ASSIGNMENT: Select every line below containing the word "ServiceHealth".

** Opening PROVIDED DATA block **

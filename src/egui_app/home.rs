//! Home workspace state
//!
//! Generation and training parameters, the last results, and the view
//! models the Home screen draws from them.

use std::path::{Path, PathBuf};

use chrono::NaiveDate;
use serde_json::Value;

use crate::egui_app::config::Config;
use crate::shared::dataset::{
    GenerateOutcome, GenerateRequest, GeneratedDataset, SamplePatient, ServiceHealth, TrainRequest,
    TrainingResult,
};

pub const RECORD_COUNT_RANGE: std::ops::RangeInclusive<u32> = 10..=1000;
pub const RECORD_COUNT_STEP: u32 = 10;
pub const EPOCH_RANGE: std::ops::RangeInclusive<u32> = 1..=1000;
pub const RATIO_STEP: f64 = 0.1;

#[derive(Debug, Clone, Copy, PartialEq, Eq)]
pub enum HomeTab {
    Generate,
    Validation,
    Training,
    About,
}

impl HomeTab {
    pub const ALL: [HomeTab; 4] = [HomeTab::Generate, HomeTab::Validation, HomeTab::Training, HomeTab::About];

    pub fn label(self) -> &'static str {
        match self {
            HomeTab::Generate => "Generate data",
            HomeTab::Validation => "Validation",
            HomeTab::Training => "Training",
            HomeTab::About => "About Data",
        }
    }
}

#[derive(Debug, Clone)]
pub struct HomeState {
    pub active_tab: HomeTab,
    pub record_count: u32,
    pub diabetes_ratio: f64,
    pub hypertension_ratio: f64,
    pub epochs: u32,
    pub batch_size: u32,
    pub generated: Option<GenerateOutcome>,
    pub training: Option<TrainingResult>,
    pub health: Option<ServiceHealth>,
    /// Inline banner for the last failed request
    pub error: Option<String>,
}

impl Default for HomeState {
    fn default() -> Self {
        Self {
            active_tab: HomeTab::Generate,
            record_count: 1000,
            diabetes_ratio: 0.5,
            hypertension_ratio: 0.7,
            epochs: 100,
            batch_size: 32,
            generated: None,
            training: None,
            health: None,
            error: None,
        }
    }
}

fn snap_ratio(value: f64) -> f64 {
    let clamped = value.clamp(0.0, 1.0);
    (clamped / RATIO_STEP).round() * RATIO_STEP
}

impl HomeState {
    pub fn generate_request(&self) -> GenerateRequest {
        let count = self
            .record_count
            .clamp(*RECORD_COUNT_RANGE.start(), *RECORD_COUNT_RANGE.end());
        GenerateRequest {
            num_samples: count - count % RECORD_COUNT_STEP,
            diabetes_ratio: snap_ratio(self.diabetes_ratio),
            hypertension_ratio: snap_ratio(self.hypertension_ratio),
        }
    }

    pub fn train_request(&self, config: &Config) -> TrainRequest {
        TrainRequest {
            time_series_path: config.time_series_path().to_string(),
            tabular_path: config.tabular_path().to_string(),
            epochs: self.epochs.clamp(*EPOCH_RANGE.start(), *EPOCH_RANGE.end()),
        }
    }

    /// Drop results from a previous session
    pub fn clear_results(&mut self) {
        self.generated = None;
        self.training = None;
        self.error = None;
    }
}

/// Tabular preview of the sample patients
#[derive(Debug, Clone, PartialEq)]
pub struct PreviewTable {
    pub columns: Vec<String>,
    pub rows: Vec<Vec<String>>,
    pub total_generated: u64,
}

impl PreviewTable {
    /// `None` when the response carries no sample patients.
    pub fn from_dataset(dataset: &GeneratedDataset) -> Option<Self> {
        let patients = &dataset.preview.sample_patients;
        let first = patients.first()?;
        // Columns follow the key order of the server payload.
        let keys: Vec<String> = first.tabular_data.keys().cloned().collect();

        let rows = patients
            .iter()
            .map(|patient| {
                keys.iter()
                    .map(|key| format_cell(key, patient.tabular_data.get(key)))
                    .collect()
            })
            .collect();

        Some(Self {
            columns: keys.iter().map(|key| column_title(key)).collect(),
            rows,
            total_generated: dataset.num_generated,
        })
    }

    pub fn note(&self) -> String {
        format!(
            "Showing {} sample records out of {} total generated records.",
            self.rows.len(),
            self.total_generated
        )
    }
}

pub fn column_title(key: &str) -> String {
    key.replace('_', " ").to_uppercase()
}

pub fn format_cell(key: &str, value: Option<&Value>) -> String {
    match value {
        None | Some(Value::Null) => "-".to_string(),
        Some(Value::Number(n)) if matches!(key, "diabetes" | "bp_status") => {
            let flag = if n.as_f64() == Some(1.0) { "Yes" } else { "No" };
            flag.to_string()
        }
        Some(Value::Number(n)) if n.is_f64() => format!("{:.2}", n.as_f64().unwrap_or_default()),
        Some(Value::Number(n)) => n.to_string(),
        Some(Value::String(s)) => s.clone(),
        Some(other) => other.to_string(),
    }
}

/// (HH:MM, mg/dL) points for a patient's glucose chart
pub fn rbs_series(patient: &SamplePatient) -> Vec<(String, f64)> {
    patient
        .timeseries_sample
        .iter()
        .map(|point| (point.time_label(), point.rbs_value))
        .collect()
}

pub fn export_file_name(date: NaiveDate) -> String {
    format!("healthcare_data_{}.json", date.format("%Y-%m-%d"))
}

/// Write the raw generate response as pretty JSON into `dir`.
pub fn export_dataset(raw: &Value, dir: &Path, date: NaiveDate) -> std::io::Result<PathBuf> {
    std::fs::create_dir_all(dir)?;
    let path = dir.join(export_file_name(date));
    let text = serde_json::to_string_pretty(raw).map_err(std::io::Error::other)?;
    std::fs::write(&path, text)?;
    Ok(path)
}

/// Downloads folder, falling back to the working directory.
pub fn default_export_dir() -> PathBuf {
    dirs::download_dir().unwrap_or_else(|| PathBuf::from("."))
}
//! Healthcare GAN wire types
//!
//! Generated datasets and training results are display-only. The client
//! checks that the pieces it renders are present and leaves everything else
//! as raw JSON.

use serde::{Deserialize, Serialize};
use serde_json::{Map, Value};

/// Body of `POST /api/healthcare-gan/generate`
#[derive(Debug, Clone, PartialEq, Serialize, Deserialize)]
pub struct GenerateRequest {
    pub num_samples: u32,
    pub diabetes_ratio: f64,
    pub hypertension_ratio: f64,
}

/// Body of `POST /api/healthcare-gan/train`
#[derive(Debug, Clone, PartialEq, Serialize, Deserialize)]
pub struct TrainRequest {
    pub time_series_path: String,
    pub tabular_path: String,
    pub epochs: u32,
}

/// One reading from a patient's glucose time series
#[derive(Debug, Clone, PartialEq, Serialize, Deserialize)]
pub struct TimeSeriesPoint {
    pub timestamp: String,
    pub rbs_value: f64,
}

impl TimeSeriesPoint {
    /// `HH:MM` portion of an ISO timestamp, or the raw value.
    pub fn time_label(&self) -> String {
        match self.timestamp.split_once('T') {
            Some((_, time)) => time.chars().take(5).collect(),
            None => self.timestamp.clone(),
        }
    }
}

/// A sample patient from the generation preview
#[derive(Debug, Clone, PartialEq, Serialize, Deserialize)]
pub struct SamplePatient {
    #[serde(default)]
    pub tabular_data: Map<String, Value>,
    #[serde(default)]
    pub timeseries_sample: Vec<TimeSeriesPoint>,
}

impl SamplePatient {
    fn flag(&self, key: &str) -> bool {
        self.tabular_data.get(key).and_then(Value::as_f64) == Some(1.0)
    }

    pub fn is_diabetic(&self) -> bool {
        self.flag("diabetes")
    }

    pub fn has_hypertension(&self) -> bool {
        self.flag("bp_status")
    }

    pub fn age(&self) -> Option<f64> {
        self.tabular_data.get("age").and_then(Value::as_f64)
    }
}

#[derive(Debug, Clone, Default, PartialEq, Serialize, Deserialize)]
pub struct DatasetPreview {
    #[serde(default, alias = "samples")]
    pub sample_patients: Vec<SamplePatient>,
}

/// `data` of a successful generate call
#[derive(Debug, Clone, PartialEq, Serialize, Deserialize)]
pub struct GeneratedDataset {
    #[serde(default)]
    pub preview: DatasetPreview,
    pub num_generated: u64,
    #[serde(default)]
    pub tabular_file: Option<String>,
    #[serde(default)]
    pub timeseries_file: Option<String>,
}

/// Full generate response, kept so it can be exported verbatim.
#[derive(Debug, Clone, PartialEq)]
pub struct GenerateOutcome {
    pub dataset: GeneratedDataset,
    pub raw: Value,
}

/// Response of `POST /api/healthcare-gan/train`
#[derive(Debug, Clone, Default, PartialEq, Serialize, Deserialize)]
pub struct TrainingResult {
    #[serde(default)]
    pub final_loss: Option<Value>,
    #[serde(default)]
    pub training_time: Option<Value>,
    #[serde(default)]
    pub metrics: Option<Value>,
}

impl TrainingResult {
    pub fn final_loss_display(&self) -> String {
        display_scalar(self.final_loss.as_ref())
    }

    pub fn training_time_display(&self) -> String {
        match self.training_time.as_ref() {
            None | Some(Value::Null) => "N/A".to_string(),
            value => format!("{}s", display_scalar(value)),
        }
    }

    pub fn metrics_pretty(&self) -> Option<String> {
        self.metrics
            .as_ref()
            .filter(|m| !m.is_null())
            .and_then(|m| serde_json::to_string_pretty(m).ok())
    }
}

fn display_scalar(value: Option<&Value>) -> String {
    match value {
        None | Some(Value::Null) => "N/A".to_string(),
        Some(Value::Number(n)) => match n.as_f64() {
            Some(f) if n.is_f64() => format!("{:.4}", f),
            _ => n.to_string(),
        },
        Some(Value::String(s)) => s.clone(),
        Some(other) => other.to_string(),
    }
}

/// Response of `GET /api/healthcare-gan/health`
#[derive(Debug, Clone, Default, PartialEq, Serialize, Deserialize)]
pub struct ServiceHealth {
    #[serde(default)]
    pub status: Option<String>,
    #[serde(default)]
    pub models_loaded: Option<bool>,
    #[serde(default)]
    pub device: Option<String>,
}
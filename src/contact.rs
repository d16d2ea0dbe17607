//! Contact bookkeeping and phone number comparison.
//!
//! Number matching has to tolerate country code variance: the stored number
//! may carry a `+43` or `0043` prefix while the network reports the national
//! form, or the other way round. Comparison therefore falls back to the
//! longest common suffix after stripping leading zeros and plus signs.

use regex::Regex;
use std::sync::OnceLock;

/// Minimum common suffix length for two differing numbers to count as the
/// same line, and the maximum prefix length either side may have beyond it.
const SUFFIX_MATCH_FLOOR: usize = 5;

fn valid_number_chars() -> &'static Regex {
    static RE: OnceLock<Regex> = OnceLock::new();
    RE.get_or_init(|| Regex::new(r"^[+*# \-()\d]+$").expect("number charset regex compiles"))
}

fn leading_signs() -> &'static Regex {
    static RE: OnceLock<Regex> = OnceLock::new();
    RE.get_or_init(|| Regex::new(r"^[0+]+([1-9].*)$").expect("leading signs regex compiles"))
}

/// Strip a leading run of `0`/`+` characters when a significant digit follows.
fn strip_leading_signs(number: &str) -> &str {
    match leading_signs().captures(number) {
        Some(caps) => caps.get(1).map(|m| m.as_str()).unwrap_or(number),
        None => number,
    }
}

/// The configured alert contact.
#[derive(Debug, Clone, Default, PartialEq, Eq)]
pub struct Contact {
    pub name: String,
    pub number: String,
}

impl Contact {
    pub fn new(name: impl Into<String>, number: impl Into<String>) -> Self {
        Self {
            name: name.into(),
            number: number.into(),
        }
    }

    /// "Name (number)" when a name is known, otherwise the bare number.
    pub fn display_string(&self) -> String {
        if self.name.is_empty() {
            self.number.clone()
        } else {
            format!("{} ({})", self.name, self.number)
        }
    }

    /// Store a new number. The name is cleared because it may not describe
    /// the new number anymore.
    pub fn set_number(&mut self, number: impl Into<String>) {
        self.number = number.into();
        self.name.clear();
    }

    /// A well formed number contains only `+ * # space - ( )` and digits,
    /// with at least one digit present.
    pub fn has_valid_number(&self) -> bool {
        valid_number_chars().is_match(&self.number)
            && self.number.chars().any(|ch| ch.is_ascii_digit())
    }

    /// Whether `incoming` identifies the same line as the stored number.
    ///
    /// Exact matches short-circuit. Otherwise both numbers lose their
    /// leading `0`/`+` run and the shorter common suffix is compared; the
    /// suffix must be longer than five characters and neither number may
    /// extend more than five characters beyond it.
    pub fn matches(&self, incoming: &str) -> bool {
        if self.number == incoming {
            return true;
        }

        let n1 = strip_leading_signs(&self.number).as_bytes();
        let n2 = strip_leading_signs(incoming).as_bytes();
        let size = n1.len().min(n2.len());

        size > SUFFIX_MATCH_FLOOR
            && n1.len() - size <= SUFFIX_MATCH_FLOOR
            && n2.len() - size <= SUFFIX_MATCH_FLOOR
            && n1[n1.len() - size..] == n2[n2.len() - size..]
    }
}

** Closing PROVIDED DATA block **

OUTPUT OF THE EXERCISE:
    GenerateOutcome, GenerateRequest, GeneratedDataset, SamplePatient, ServiceHealth, TrainRequest,
    pub health: Option<ServiceHealth>,
pub struct ServiceHealth {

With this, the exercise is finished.